Pero, como siempre, me he ido
desviando un poco y hablando de la felicidad, el primer paso sería definir la
felicidad (aunque de entrada sé que es bien difícil definirla de una manera
concreta y a satisfacción de todos). La RAE dice: Estado de grata
satisfacción espiritual y física.
Si se quiere complicar más el asunto dice Wikipedia: Se entiende en este
contexto como un estado de ánimo positivo. Dicho estado de ánimo es subjetivo
y, por tanto, se refiere a un hecho autopercibido. Esto implica que una misma
serie de hechos puede ser percibido de manera diferente por personas con diferentes
temperamentos, y por tanto lo que para una persona puede ser una situación
feliz para otra puede llevar aparejada insatisfacción e incluso frustración. Es
por esa razón, que la felicidad a diferencia de otros hechos relacionados con
el bienestar se considera una situación subjetiva y propia del individuo (en
contraposición a hechos objetivos en los que diferentes observadores
concordarían). Y ni hablar de algunas constituciones que pretenden que la
felicidad sea un derecho, cuando lo natural, según el racionalismo y la vida
práctica nos llevan a pensar que el estado lo entiende en sentido contrario (y
de serlo resultaría más fácil de explicar, de entender y de vivir pues así
seríamos menos infelices), pero es tema que no quiero profundizar.
Prosigo con lo que venía. Me
gustó una alusión de la misma palabra (felicidad) considerada como valor
supremo, como meta en la vida, como elixir con olor a nirvana, es decir, como
deseo ante la imposibilidad de lograr su realización permanente.
Baste preguntarse: soy feliz? Y
eso me lleva a un grafiti que alguna vez fotografié en una pared anónima, de
algún anónimo que se atrevió a hacerlo: Soy feliz, pero no mucho!
Sin darse cuenta ese anónimo
pronunció una buena frase para la filosofía, ya que siempre pretendemos
entender que la felicidad es una constante de vida, permanente, cuando es, como
concepto, una excepción de vida (o digo, debida?).

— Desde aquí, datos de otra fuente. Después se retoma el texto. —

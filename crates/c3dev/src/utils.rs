pub mod debug;
pub mod mem_reader;
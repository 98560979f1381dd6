//! Tessel CLI - subdivision, tessellation and normals from the command line.
//!
//! Usage: tessel <COMMAND> [OPTIONS] <INPUT> [OUTPUT]
//!
//! Run `tessel --help` for available commands. Set `RUST_LOG=debug` for
//! per-level statistics.

use std::io::Write;
use std::path::{Path, PathBuf};
use std::sync::atomic::{AtomicUsize, Ordering};
use std::time::Instant;

use clap::{Parser, Subcommand, ValueEnum};

use tessel::algo::normals::{generate_normals, NormalOptions};
use tessel::algo::subdivide::{subdivide_with_progress, BoundaryRule, SubdivideOptions};
use tessel::algo::tessellate::tessellate_patches_with_progress;
use tessel::algo::Progress;
use tessel::io;
use tessel::io::obj::{ObjMesh, ObjOptions};
use tessel::mesh::{shapes, EdgeMap};

#[derive(Parser)]
#[command(name = "tessel")]
#[command(author, version, about = "Polygon mesh subdivision and tessellation", long_about = None)]
struct Cli {
    #[command(subcommand)]
    command: Commands,
}

#[derive(Subcommand)]
enum Commands {
    /// Display mesh information
    Info {
        /// Input OBJ file
        input: PathBuf,

        /// Keep polygons as written instead of fan-triangulating them
        #[arg(long)]
        no_triangulate: bool,
    },

    /// Apply Catmull-Clark subdivision
    Subdivide {
        /// Input OBJ file (the control mesh)
        input: PathBuf,

        /// Output mesh file (.obj or .stl)
        output: PathBuf,

        /// Number of subdivision levels
        #[arg(short, long, default_value = "1")]
        level: usize,

        /// Treatment of open boundaries
        #[arg(short, long, value_enum, default_value = "smooth")]
        boundary: BoundaryArg,

        /// Center the input and scale it to a unit box first
        #[arg(long)]
        center: bool,

        /// Use single-threaded execution (for benchmarking)
        #[arg(long)]
        sequential: bool,
    },

    /// Tessellate the built-in Bezier patch
    Tessellate {
        /// Output mesh file (.obj or .stl)
        output: PathBuf,

        /// Grid resolution per patch side
        #[arg(short, long, default_value = "8")]
        level: usize,

        /// Also write per-vertex normals
        #[arg(short, long)]
        normals: bool,
    },

    /// Generate area-weighted vertex normals
    Normals {
        /// Input OBJ file
        input: PathBuf,

        /// Output mesh file (.obj or .stl)
        output: PathBuf,

        /// Center the input and scale it to a unit box first
        #[arg(long)]
        center: bool,

        /// Use single-threaded execution (for benchmarking)
        #[arg(long)]
        sequential: bool,
    },
}

#[derive(Copy, Clone, PartialEq, Eq, ValueEnum)]
enum BoundaryArg {
    /// Boundary curves follow the cubic B-spline rule
    Smooth,
    /// Boundary vertices use the interior rule
    Clamp,
}

impl From<BoundaryArg> for BoundaryRule {
    fn from(arg: BoundaryArg) -> Self {
        match arg {
            BoundaryArg::Smooth => BoundaryRule::Smooth,
            BoundaryArg::Clamp => BoundaryRule::Clamp,
        }
    }
}

fn main() {
    env_logger::init();
    let cli = Cli::parse();

    if let Err(e) = run(cli) {
        eprintln!("Error: {}", e);
        std::process::exit(1);
    }
}

fn run(cli: Cli) -> Result<(), Box<dyn std::error::Error>> {
    match cli.command {
        Commands::Info { input, no_triangulate } => {
            cmd_info(&input, !no_triangulate)?;
        }

        Commands::Subdivide {
            input,
            output,
            level,
            boundary,
            center,
            sequential,
        } => {
            cmd_subdivide(&input, &output, level, boundary.into(), center, sequential)?;
        }

        Commands::Tessellate { output, level, normals } => {
            cmd_tessellate(&output, level, normals)?;
        }

        Commands::Normals {
            input,
            output,
            center,
            sequential,
        } => {
            cmd_normals(&input, &output, center, sequential)?;
        }
    }

    Ok(())
}

/// Create a progress reporter that displays a progress bar on the terminal.
fn create_progress() -> Progress {
    let shown = AtomicUsize::new(0);

    Progress::new(move |event| {
        if event.total == 0 {
            return;
        }

        let percent = (event.fraction() * 100.0).round() as usize;

        // Only redraw when the percentage moves forward
        if shown.fetch_max(percent, Ordering::Relaxed) >= percent && !event.is_done() {
            return;
        }

        let bar_width = 30;
        let filled = (percent * bar_width) / 100;
        let bar = "=".repeat(filled);
        let space = " ".repeat(bar_width - filled);

        eprint!(
            "\r[{}{}] {:3}% {} ({} faces)",
            bar, space, percent, event.stage, event.faces
        );
        let _ = std::io::stderr().flush();

        if event.is_done() {
            eprintln!();
        }
    })
}

fn load(input: &Path, triangulate: bool, center: bool) -> Result<ObjMesh, Box<dyn std::error::Error>> {
    let options = ObjOptions::default().with_triangulate(triangulate);
    let mut obj = io::load_obj(input, &options)?;
    if center {
        obj.center_and_scale();
    }
    Ok(obj)
}

fn cmd_info(input: &Path, triangulate: bool) -> Result<(), Box<dyn std::error::Error>> {
    let obj = load(input, triangulate, false)?;
    let mesh = obj.as_poly_mesh()?;

    println!("File: {}", input.display());
    println!("Points: {}", mesh.num_points());
    println!("Normals: {}", obj.normals.len());
    println!("Texture coordinates: {}", obj.uvs.len());
    println!("Faces: {}", mesh.num_faces());
    println!("Edges: {}", mesh.num_edges());

    if mesh.num_faces() > 0 {
        let min_degree = mesh.faces().iter().map(Vec::len).min().unwrap_or(0);
        let max_degree = mesh.faces().iter().map(Vec::len).max().unwrap_or(0);
        println!("Face degree range: [{}, {}]", min_degree, max_degree);
    }

    if let Some((min, max)) = mesh.bounding_box() {
        println!(
            "Bounding box: ({:.3}, {:.3}, {:.3}) to ({:.3}, {:.3}, {:.3})",
            min.x, min.y, min.z, max.x, max.y, max.z
        );
        let diag = max - min;
        println!("Dimensions: {:.3} x {:.3} x {:.3}", diag.x, diag.y, diag.z);
    }

    if mesh.is_triangle_mesh() {
        println!("Mesh type: Triangle mesh");
    } else if mesh.is_quad_mesh() {
        println!("Mesh type: Quad mesh");
    } else {
        println!("Mesh type: Mixed polygon mesh");
    }

    // Faces per undirected edge
    let mut incidence: EdgeMap<usize> = EdgeMap::with_capacity(mesh.num_corners());
    for face in mesh.faces() {
        for (j, &a) in face.iter().enumerate() {
            let b = face[(j + 1) % face.len()];
            *incidence.entry_or_insert_with(a, b, || 0) += 1;
        }
    }
    let boundary = incidence.iter().filter(|(_, &n)| n == 1).count();
    let non_manifold = incidence.iter().filter(|(_, &n)| n > 2).count();

    if boundary == 0 {
        println!("Topology: Closed (no boundary)");
    } else {
        println!("Topology: Open ({} boundary edges)", boundary);
    }
    if non_manifold > 0 {
        println!("Non-manifold edges: {}", non_manifold);
    }

    Ok(())
}

fn cmd_subdivide(
    input: &Path,
    output: &Path,
    level: usize,
    boundary: BoundaryRule,
    center: bool,
    sequential: bool,
) -> Result<(), Box<dyn std::error::Error>> {
    let mesh = load(input, false, center)?.as_poly_mesh()?;

    println!("Loaded: {} points, {} faces", mesh.num_points(), mesh.num_faces());

    let options = SubdivideOptions::new(level)
        .with_boundary(boundary)
        .with_parallel(!sequential);
    let mode = if sequential { "sequential" } else { "parallel" };
    let progress = create_progress();

    println!("Applying Catmull-Clark subdivision ({} levels, {})...", level, mode);
    let start = Instant::now();
    let result = subdivide_with_progress(&mesh, &options, &progress);
    let elapsed = start.elapsed();

    println!("Result: {} points, {} quads", result.num_points(), result.num_faces());
    io::save_poly(&result, output)?;
    println!("Saved: {} ({:.2?})", output.display(), elapsed);

    Ok(())
}

fn cmd_tessellate(output: &Path, level: usize, normals: bool) -> Result<(), Box<dyn std::error::Error>> {
    let patches = [shapes::simple_patch()];
    let progress = create_progress();

    println!("Tessellating {} patch(es) at level {}...", patches.len(), level);
    let start = Instant::now();
    let quads = tessellate_patches_with_progress(&patches, level, &progress)?;
    let elapsed = start.elapsed();

    println!("Result: {} points, {} quads", quads.num_points(), quads.num_quads());

    if normals {
        let mut tri = quads.to_tri_mesh();
        generate_normals(&mut tri, &NormalOptions::default());
        io::save_tri(&tri, output)?;
    } else {
        io::save_poly(&quads.to_poly_mesh(), output)?;
    }
    println!("Saved: {} ({:.2?})", output.display(), elapsed);

    Ok(())
}

fn cmd_normals(
    input: &Path,
    output: &Path,
    center: bool,
    sequential: bool,
) -> Result<(), Box<dyn std::error::Error>> {
    let mut mesh = load(input, true, center)?.as_tri_mesh()?;

    println!("Loaded: {} points, {} triangles", mesh.num_points(), mesh.num_triangles());

    let options = NormalOptions::default().with_parallel(!sequential);
    let mode = if sequential { "sequential" } else { "parallel" };

    println!("Generating vertex normals ({})...", mode);
    let start = Instant::now();
    generate_normals(&mut mesh, &options);
    let elapsed = start.elapsed();

    io::save_tri(&mesh, output)?;
    println!("Saved: {} ({:.2?})", output.display(), elapsed);

    Ok(())
}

Un tema para largo y ancho. Un
mero concepto (como cielo, infierno) difícil de probar (en sus diferentes
acepciones, la del verbo probar, explico), aunque entendamos que la felicidad
se da a cuenta gotas y es así como se debe degustar.
Eso me lleva a pensar que
deberían eliminarse del diario vivir los conceptos utópicos (como el mismo
concepto de utopía, quimera y sobre todo de nociones jurídicas, porque, con el
mismo argumento, nadie está obligado a lo imposible, me enseñaron hace ya mucho
tiempo).
Entonces si se elimina el
concepto, se elimina la meta y eso de pronto nos haría más felices, menos
obsesivos en su búsqueda, lo que nos haría a la vez menos angustiados y por
ende, menos estresados, lo que conduciría a hacer de la vida algo más
llevadero, algo más cercano y más acertado a lo que la noción de felicidad
encierra. He
conocido a otros que consagraron sus días a la fantasía de un dios, de una
religión o de un ideal, mientras que la mayoría se conforma con lo que les
toca: una vida anodina, un pasar de un año al siguiente sin sobresaltos. Y a
eso lo llaman felicidad.
Parangonando a Nietzche se
podría gritar: La felicidad ha muerto, ya podemos ser felices.
Y para cerrar, me pareció
curioso que de dos palabras hermanas, consecuentes, supongo, pero pronunciadas
en diferente contexto resultan ser dos palabras distanciadas por la
temporalidad. Felicidad y feliz, claro está, pero la primera da una impresión
de permanencia indefinida, etérea, vaporosa, inalcanzable, mientras que la
palabra feliz es de una temporalidad inmediata, es momento, es presencia sin
ausencia, es sentida, estoy feliz, acá y ahora, es patente, es presente. Qué
diferencia entre ellas y eso que son hermanas, pero distantes y ya no se hablan,
diría alguien.
Tuve la sensación, intensa y deliciosamente
insensata, de que esa quietud grandiosa había sido dispuesta para mi uso
personal. Alguien ha dicho que los momentos de felicidad nos cogen por sorpresa
y que, a veces —con frecuencia—, no nos damos siquiera cuenta de que se han
producido. Descubrimos que hemos sido felices sólo tiempo después, lo que es
algo bastante estúpido.
Tomado de Facebook
Miguel-de-Unamuno3-1024x819
Creo que en Ética
para náufragos (su descubrimiento me ha confundido). José Antonio Marina.
El lector ya sabe
que este tipo de citas no tienen ningún valor científico. Mi abuela decía que
siempre habría un roto para un descosido, e, igualmente, un pensador siempre
encontrará una cita que le venga al pelo. Solo la transcribo para sentirme
acompañado.
Ética para náufragos. José Antonio Marina.
Las perfecciones
provisionales.
Gianrico Carofiglio.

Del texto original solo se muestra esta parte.